Уже второй вечер подряд он проводит в трапезной в компании настоятеля. Они ужинают и пьют квас. Ален подсыпает в чарку Вилзорта сонный порошок, чтобы того сморила дрёма. По плану дальше должны бы были появиться Валерия и Тоцкий. Но они не появлялись. Анджей отчитывался, что действует чётко, как договаривались, однако жаловался, что они чувствуют подвох и не хотят оставаться наедине ни под каким предлогом, а тем более, вдвоём отправляться в башню.
— …на камне были высечены руны, которые означали: «дороги дальше нет», но мы всё равно пошли…
Язык Вилзорта уже начал немного заплетаться — сказывалось действие сонного порошка. Но Ален знал, что опять зря сморил настоятеля. Полчаса назад пришло сообщение от Анджея, что парочка и не думает отправляться в башню за маячком. Ничего, Ален не сдавался. Искал способы перехитрить бдительную парочку. Сначала он хотел сам отправиться к озеру на помощь Анджею, но потом придумал, как прямо отсюда, из башни, повлиять на ситуацию.
— …она играла на виолончели в пустом зале. Красивая и печальная. Низкие тягучие звуки заполнили всё пространство. Я слушал словно заворожённый. Я не знал, что это была не просто виолончель, а древний артефакт…
Ален не стал дожидаться окончания очередной истории. Поднялся из-за стола, подошёл к Вилзорту и помог тому встать на ноги. Настоятель благодарно принял помощь, не упуская при этом нити повествования. И пока Ален вёл его в его покои, он продолжал свой нескончаемый рассказ.
Оставив Вилзорта отдыхать, Ален поднялся в свою комнату. Часы показывали глубокую ночь. Вот ведь поразительно — истории настоятеля, такие размеренные и неспешные, имеют способность ускорять время, заставляя его бежать быстрее, чем обычно.

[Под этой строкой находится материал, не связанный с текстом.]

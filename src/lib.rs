//! Tululu-Scraper: a book catalog crawler
//!
//! This crate walks the paginated category listing of a book site, follows each
//! entry to its detail page, downloads the plain-text edition and the cover image,
//! and collects the parsed metadata into a JSON record set. A small rendering stage
//! turns the record set into paginated static HTML pages and serves them.

pub mod config;
pub mod crawler;
pub mod output;
pub mod state;
pub mod storage;
pub mod url;

use thiserror::Error;

/// Main error type for Tululu-Scraper operations
#[derive(Debug, Error)]
pub enum ScraperError {
    #[error("Configuration error: {0}")]
    Config(#[from] ConfigError),

    #[error(transparent)]
    Fetch(#[from] FetchError),

    #[error("Detail page parse error for {url}: {source}")]
    Parse { url: String, source: ParseError },

    #[error("URL parse error: {0}")]
    UrlParse(#[from] ::url::ParseError),

    #[error("HTTP client error: {0}")]
    Reqwest(#[from] reqwest::Error),

    #[error("Invalid state transition: {from:?} -> {to:?}")]
    InvalidTransition {
        from: state::BookState,
        to: state::BookState,
    },

    #[error("JSON error: {0}")]
    Json(#[from] serde_json::Error),

    #[error("IO error: {0}")]
    Io(#[from] std::io::Error),
}

/// Configuration-specific errors
#[derive(Debug, Error)]
pub enum ConfigError {
    #[error("Failed to read config file: {0}")]
    Io(#[from] std::io::Error),

    #[error("Failed to parse TOML: {0}")]
    Parse(#[from] toml::de::Error),

    #[error("Validation error: {0}")]
    Validation(String),

    #[error("Invalid URL in config: {0}")]
    InvalidUrl(String),
}

/// Why a response was classified as missing
#[derive(Debug, Clone, PartialEq, Eq)]
pub enum NotFoundReason {
    /// The server answered with a non-2xx, non-3xx status
    Status(u16),
    /// The server answered with a redirect
    Redirect { status: u16, location: Option<String> },
}

impl std::fmt::Display for NotFoundReason {
    fn fmt(&self, f: &mut std::fmt::Formatter<'_>) -> std::fmt::Result {
        match self {
            Self::Status(code) => write!(f, "HTTP {}", code),
            Self::Redirect {
                status,
                location: Some(location),
            } => write!(f, "redirect {} to {}", status, location),
            Self::Redirect { status, .. } => write!(f, "redirect {}", status),
        }
    }
}

/// Errors produced by a single fetch
///
/// Callers only distinguish the two variants. The reason carried by `NotFound`
/// exists for log lines.
#[derive(Debug, Error)]
pub enum FetchError {
    #[error("Not found: {url} ({reason})")]
    NotFound { url: String, reason: NotFoundReason },

    #[error("Connection failure for {url}: {message}")]
    ConnectionFailure { url: String, message: String },
}

impl FetchError {
    pub fn is_not_found(&self) -> bool {
        matches!(self, Self::NotFound { .. })
    }

    pub fn is_connection_failure(&self) -> bool {
        matches!(self, Self::ConnectionFailure { .. })
    }
}

/// Structural problems in a detail page
#[derive(Debug, Error, PartialEq, Eq)]
pub enum ParseError {
    #[error("cover image element not found")]
    MissingCoverImage,

    #[error("heading not found")]
    MissingHeading,

    #[error("heading {0:?} has no ' :: ' delimiter")]
    MissingDelimiter(String),

    #[error("cannot resolve {href:?}: {message}")]
    BadUrl { href: String, message: String },
}

/// Catalog path segments that do not carry a book id
#[derive(Debug, Error, PartialEq, Eq)]
pub enum BookIdError {
    #[error("empty path segment")]
    Empty,

    #[error("segment {0:?} has no numeric part after its prefix")]
    NotNumeric(String),
}

/// Result type alias for Tululu-Scraper operations
pub type Result<T> = std::result::Result<T, ScraperError>;

/// Result type alias for configuration operations
pub type ConfigResult<T> = std::result::Result<T, ConfigError>;

/// Result type alias for fetch operations
pub type FetchResult<T> = std::result::Result<T, FetchError>;

// Re-export commonly used types
pub use crate::config::Config;
pub use crate::state::BookState;
pub use crate::storage::{BookRecord, RecordSet};
pub use crate::url::{BookId, CatalogEntry};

Впрочем, Алену было только на руку, что они с Вилзортом засиделись глубоко за полночь. У него как раз было запланировано дельце на предрассветные часы.
Он не стал ложиться. Дождался, когда восточный край неба начнёт едва-едва светлеть, и принялся за дело. Плеснул в бокал особого зелья, которое на время делает мужской голос женским, и выпил до дна. С минуту кашлял, потому как снадобье имело свойство вызывать жуткий, до слёз из глаз, свербёж в горле. Но эти издержки не мешали ему считать свою задумку гениальной, и как только неприятные ощущения сошли на нет, он подбодрил сам себя:
— Хитро придумано, старый лис, — и усмехнулся тому, как необычно женственно звучит его голос.

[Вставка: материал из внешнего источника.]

//! Asset file persistence

use std::path::{Path, PathBuf};

/// Writes a downloaded asset to `dir/file_name`, creating `dir` if needed
///
/// An existing file with the same name is overwritten, so repeating a
/// download with identical input leaves the same file behind.
///
/// # Returns
///
/// The path of the written file
pub async fn write_asset(dir: &Path, file_name: &str, content: &[u8]) -> std::io::Result<PathBuf> {
    tokio::fs::create_dir_all(dir).await?;

    let path = dir.join(file_name);
    tokio::fs::write(&path, content).await?;

    tracing::debug!("Wrote {} bytes to {}", content.len(), path.display());
    Ok(path)
}
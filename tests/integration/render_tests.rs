//! Integration tests for the static site stage
//!
//! These tests render a record set written by the storage layer and serve the
//! result over a real socket.

use std::path::PathBuf;
use std::time::Duration;
use tempfile::TempDir;
use tululu_scraper::config::RenderConfig;
use tululu_scraper::output::{render_site, serve_listener};
use tululu_scraper::storage::{save_records, BookRecord};
use url::Url;

fn records(count: usize) -> Vec<BookRecord> {
    (1..=count)
        .map(|i| BookRecord {
            title: format!("Книга {}", i),
            author: format!("Автор {}", i),
            image_url: Url::parse(&format!("https://tululu.org/shots/{}.jpg", i)).unwrap(),
            genres: vec!["Научная фантастика".to_string()],
            comments: vec![],
        })
        .collect()
}

fn render_config(pages_dir: PathBuf) -> RenderConfig {
    RenderConfig {
        pages_dir,
        ..RenderConfig::default()
    }
}

#[test]
fn test_render_site_pages_of_ten() {
    let dir = TempDir::new().unwrap();
    let json_path = dir.path().join("data.json");
    save_records(&json_path, &records(25)).unwrap();

    let config = render_config(dir.path().join("Pages"));
    let written = render_site(&json_path, &config).unwrap();

    let names: Vec<String> = written
        .iter()
        .map(|p| p.file_name().unwrap().to_string_lossy().into_owned())
        .collect();
    assert_eq!(names, ["index1.html", "index2.html", "index3.html"]);

    let first = std::fs::read_to_string(&written[0]).unwrap();
    assert_eq!(first.matches("<div class=\"card\">").count(), 10);
    assert!(first.contains("Книга 1<"));
    assert!(first.contains("page 1 of 3"));

    let last = std::fs::read_to_string(&written[2]).unwrap();
    assert_eq!(last.matches("<div class=\"card\">").count(), 5);
    assert!(last.contains("Книга 25"));
}

#[test]
fn test_render_site_removes_stale_pages() {
    let dir = TempDir::new().unwrap();
    let json_path = dir.path().join("data.json");
    let pages_dir = dir.path().join("Pages");
    let config = render_config(pages_dir.clone());

    save_records(&json_path, &records(30)).unwrap();
    render_site(&json_path, &config).unwrap();
    std::fs::write(pages_dir.join("style.css"), "body {}").unwrap();

    save_records(&json_path, &records(5)).unwrap();
    render_site(&json_path, &config).unwrap();

    assert!(pages_dir.join("index1.html").exists());
    assert!(!pages_dir.join("index2.html").exists());
    assert!(!pages_dir.join("index3.html").exists());
    assert!(pages_dir.join("style.css").exists());
}

#[test]
fn test_render_site_missing_record_set() {
    let dir = TempDir::new().unwrap();
    let config = render_config(dir.path().join("Pages"));
    assert!(render_site(&dir.path().join("missing.json"), &config).is_err());
}

#[tokio::test]
async fn test_serve_rendered_pages() {
    let dir = TempDir::new().unwrap();
    let json_path = dir.path().join("data.json");
    save_records(&json_path, &records(3)).unwrap();
    render_site(&json_path, &render_config(dir.path().join("Pages"))).unwrap();

    let listener = tokio::net::TcpListener::bind("127.0.0.1:0").await.unwrap();
    let addr = listener.local_addr().unwrap();
    let root = dir.path().to_path_buf();
    let server = tokio::spawn(async move { serve_listener(listener, &root).await });

    let client = reqwest::Client::builder()
        .timeout(Duration::from_secs(5))
        .build()
        .unwrap();

    let response = client
        .get(format!("http://{}/Pages/index1.html", addr))
        .send()
        .await
        .unwrap();
    assert_eq!(response.status(), reqwest::StatusCode::OK);
    assert!(response.text().await.unwrap().contains("Книга 3"));

    let missing = client
        .get(format!("http://{}/Pages/index9.html", addr))
        .send()
        .await
        .unwrap();
    assert_eq!(missing.status(), reqwest::StatusCode::NOT_FOUND);

    server.abort();
}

Ален взял в руки мобильный кристалл и задумался: какое бы сообщение записать на этот раз. Чем больше поучений и назиданий, тем больше его независимой девочке захочется сделать наоборот. Кто ж из Ольшанских потерпит наглое давление? Особенно от человека, который раздражает. А разве не будет раздражать тот, кто посылает сообщения то поздней ночью, то ранним утром? Сам Ален терпеть не мог, когда кто-то назойливо будил его в предрассветные часы. Его малышка Валерия, он был уверен, такая же.

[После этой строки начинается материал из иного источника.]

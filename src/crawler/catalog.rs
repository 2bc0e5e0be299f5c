//! Catalog crawler
//!
//! Walks the paginated category listing and collects one [`CatalogEntry`] per
//! book row, in catalog order.

use crate::config::CrawlerConfig;
use crate::crawler::fetcher::{fetch_with_policy, Fetcher, RetryPolicy};
use crate::url::{catalog_page_url, resolve, BookId, CatalogEntry};
use crate::FetchError;
use scraper::{Html, Selector};
use url::Url;

/// Outcome of a catalog walk
#[derive(Debug, Clone, Default, PartialEq, Eq)]
pub struct CatalogCrawl {
    /// Entries in catalog order, pages in ascending order
    pub entries: Vec<CatalogEntry>,
    /// Pages that were fetched and parsed
    pub pages_fetched: u32,
    /// Pages that were missing, redirected or unreachable
    pub pages_skipped: u32,
}

/// Walks catalog pages of one category
#[derive(Debug, Clone)]
pub struct CatalogCrawler {
    site_url: String,
    category_path: String,
}

impl CatalogCrawler {
    pub fn new(site_url: impl Into<String>, category_path: impl Into<String>) -> Self {
        Self {
            site_url: site_url.into(),
            category_path: category_path.into(),
        }
    }

    pub fn from_config(config: &CrawlerConfig) -> Self {
        Self::new(&config.site_url, &config.category_path)
    }

    /// Crawls pages `start_page..end_page`
    ///
    /// `end_page` itself is never fetched. Missing pages are logged and
    /// skipped; an unreachable page costs one backoff (see [`RetryPolicy`])
    /// and is then skipped as well.
    ///
    /// # Returns
    ///
    /// * `Ok(CatalogCrawl)` - The entries found and per-page counts
    /// * `Err(ScraperError)` - A page URL could not be built from the site URL
    pub async fn crawl<F>(
        &self,
        fetcher: &F,
        policy: &RetryPolicy,
        start_page: u32,
        end_page: u32,
    ) -> crate::Result<CatalogCrawl>
    where
        F: Fetcher + ?Sized,
    {
        let mut crawl = CatalogCrawl::default();

        for page_number in start_page..end_page {
            let page_url = catalog_page_url(&self.site_url, &self.category_path, page_number)?;

            let page = match fetch_with_policy(fetcher, &page_url, &[], policy).await {
                Ok(page) => page,
                Err(error @ FetchError::NotFound { .. }) => {
                    tracing::warn!("Catalog page {} not found: {}", page_number, error);
                    crawl.pages_skipped += 1;
                    continue;
                }
                Err(error) => {
                    tracing::error!("Skipping catalog page {}: {}", page_number, error);
                    crawl.pages_skipped += 1;
                    continue;
                }
            };

            let entries = extract_catalog_entries(&page.text(), &page_url);
            tracing::info!(
                "Catalog page {}: {} books",
                page_number,
                entries.len()
            );

            crawl.entries.extend(entries);
            crawl.pages_fetched += 1;
        }

        Ok(crawl)
    }
}

/// Extracts the book rows of one catalog page
///
/// Each `table.d_book` contributes the first link inside it. Links are resolved
/// against `page_url`; links whose first path segment does not carry a book id
/// are skipped with a warning.
pub fn extract_catalog_entries(html: &str, page_url: &Url) -> Vec<CatalogEntry> {
    let document = Html::parse_document(html);

    let (Ok(row_selector), Ok(link_selector)) =
        (Selector::parse("table.d_book"), Selector::parse("a[href]"))
    else {
        return Vec::new();
    };

    let mut entries = Vec::new();

    for row in document.select(&row_selector) {
        let Some(href) = row
            .select(&link_selector)
            .next()
            .and_then(|link| link.value().attr("href"))
        else {
            tracing::debug!("Book row without a link on {}", page_url);
            continue;
        };

        let detail_url = match resolve(page_url, href) {
            Ok(url) => url,
            Err(e) => {
                tracing::warn!("Cannot resolve book link {:?} on {}: {}", href, page_url, e);
                continue;
            }
        };

        match BookId::from_href(href, page_url) {
            Ok(book_id) => entries.push(CatalogEntry {
                detail_url,
                book_id,
            }),
            Err(e) => {
                tracing::warn!("Skipping book link {:?} on {}: {}", href, page_url, e);
            }
        }
    }

    entries
}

Но раздражать и назидать — этого мало. В прошлый раз Ален так ловко придумал сыграть ещё и на её любопытстве. И сегодня не стоит этим пренебрегать.
Он поднёс кристалл ко рту и начал полушёпотом наговаривать сообщение:
— Никто лучше меня не знает, как следует тебе поступать. Благоразумно было бы с твоей стороны делать в точности так, как я скажу. Я уже говорила и повторю: не вздумай оставаться с Тоцким наедине. А если уж останешься, то непременно поинтересуйся по поводу его последнего… кх… — Ольшанский интенсивно потёр кристалл о парчовую обивку кресла, имитируя помехи, и тут же отправил записанное сообщение.
Кажется, получилось неплохо. Ален, довольный собой, немного постоял у окна, пытаясь представить реакцию своей взрывной девочки на столь раннее послание. Небо всё больше и больше светлело, но встречать рассвет Ольшанский не собирался. Надо было вздремнуть хотя бы три-четыре часа. Он начал готовиться ко сну, но тут с улицы раздался звук, не очень характерный для предрассветных часов, и Ален снова подошёл к окну.
Он увидел, что к башне приближается крытый экипаж. Кого это принесло? Кучер притормозил у ворот и спрыгнул с козел, чтобы открыть пассажиру дверь. На ступень опустилась стройная женская ножка в вызывающей туфле с красной подошвой, затем показалась не менее стройная вторая. Ален заворожено смотрел на эти ножки, вместо того, чтобы окинуть взглядом всю даму целиком. Впрочем, шляпка всё равно не дала бы ему разглядеть её лицо.